DATA EXTRACT:
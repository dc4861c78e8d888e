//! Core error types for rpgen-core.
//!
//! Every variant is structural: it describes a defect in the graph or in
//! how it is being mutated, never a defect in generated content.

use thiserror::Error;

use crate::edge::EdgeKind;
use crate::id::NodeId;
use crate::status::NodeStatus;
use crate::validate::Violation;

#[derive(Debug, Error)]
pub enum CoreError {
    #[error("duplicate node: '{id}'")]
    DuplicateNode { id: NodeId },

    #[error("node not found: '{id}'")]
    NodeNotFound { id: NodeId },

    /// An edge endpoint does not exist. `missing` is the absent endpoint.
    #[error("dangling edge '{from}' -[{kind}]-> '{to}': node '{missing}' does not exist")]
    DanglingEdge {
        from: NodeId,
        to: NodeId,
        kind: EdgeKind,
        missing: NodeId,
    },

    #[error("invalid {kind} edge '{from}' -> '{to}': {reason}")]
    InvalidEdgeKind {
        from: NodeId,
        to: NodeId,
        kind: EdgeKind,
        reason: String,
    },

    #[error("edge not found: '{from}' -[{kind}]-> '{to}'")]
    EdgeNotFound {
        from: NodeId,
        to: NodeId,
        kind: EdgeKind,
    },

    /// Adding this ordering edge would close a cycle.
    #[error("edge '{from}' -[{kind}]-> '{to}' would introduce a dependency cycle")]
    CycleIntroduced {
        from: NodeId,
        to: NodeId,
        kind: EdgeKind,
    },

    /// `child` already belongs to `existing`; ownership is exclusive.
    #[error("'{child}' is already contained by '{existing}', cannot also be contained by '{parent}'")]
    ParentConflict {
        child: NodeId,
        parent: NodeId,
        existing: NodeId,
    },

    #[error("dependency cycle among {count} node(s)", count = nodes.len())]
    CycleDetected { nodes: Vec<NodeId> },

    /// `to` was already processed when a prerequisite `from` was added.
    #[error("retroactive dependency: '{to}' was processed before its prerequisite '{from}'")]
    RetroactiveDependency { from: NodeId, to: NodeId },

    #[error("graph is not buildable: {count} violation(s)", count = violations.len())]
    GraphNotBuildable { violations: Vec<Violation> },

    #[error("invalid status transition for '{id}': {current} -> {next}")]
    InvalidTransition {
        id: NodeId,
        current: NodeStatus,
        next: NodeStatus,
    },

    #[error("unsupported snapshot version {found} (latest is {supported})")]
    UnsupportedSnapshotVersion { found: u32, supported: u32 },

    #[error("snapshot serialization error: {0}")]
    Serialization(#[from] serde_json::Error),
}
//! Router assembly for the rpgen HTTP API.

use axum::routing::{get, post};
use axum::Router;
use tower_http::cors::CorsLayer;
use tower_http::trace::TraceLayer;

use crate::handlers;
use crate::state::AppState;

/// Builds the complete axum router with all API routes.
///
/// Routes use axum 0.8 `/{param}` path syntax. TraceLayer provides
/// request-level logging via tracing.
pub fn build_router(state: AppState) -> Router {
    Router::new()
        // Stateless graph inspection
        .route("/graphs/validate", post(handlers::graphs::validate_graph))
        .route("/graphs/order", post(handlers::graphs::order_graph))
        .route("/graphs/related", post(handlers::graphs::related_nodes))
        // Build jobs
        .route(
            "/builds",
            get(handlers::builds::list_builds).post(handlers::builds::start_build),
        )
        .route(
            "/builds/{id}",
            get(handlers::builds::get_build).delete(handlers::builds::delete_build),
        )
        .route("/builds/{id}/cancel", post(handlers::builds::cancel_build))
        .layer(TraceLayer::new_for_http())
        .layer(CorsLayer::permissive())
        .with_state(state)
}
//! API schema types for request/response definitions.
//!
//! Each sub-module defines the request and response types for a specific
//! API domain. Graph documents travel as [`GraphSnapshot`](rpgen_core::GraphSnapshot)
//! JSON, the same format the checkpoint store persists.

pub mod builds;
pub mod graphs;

--

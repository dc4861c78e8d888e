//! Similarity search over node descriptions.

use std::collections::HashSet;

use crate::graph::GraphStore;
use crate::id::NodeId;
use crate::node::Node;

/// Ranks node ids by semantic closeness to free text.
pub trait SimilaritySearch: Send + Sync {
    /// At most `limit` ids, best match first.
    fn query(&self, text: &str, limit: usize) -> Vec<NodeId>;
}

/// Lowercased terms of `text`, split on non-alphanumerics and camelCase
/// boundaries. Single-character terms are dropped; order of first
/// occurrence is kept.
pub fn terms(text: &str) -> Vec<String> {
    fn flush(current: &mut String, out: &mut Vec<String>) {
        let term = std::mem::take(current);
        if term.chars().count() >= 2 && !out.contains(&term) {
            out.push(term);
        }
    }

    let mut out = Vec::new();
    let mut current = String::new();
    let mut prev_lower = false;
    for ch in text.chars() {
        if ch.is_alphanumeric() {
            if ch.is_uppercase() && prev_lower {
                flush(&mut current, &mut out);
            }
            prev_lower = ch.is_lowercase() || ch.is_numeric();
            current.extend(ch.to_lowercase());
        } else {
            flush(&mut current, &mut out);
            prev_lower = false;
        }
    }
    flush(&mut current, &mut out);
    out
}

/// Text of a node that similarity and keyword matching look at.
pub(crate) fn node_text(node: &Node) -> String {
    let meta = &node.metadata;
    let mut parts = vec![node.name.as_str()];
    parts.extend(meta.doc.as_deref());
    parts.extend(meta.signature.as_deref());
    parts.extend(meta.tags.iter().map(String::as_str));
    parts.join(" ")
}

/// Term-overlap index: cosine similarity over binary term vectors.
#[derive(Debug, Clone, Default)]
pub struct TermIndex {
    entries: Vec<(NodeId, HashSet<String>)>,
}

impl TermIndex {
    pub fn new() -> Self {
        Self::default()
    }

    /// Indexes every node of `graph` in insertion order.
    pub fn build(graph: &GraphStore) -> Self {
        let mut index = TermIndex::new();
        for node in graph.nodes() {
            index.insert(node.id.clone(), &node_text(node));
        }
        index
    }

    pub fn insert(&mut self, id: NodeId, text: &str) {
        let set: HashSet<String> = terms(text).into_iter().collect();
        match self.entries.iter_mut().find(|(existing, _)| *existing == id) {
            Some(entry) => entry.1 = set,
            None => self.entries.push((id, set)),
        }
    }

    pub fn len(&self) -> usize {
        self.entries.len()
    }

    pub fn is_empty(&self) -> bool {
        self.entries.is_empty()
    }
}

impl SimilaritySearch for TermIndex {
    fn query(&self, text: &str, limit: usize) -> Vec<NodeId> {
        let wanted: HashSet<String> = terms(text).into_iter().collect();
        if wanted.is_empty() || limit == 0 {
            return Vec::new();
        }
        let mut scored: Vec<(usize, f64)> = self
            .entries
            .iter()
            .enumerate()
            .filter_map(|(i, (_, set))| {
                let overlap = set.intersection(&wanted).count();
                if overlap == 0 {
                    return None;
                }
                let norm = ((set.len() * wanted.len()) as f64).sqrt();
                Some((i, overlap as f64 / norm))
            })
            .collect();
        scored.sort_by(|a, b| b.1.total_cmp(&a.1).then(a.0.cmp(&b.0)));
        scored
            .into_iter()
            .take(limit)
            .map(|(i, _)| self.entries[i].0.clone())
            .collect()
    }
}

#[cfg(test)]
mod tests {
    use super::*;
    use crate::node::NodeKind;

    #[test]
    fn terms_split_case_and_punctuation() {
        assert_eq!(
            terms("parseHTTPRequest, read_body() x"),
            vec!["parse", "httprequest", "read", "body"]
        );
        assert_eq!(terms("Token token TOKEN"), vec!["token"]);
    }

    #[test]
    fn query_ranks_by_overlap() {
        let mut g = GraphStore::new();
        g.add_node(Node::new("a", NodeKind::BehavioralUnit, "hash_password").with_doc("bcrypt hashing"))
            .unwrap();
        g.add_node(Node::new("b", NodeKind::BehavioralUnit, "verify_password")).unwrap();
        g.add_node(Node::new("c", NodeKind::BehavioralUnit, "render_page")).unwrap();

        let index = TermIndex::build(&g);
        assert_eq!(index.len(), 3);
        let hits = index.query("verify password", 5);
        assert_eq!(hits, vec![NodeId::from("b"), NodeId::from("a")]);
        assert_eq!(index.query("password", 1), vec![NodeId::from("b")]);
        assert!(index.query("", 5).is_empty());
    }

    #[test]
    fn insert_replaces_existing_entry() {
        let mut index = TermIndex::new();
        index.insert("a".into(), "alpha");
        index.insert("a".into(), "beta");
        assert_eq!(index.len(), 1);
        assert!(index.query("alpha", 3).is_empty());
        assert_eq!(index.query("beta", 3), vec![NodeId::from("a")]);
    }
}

PROBLEM: Find every line above that includes the word "missing", then state how many there are and nothing more.

SOLUTION FOR THIS PROBLEM: 3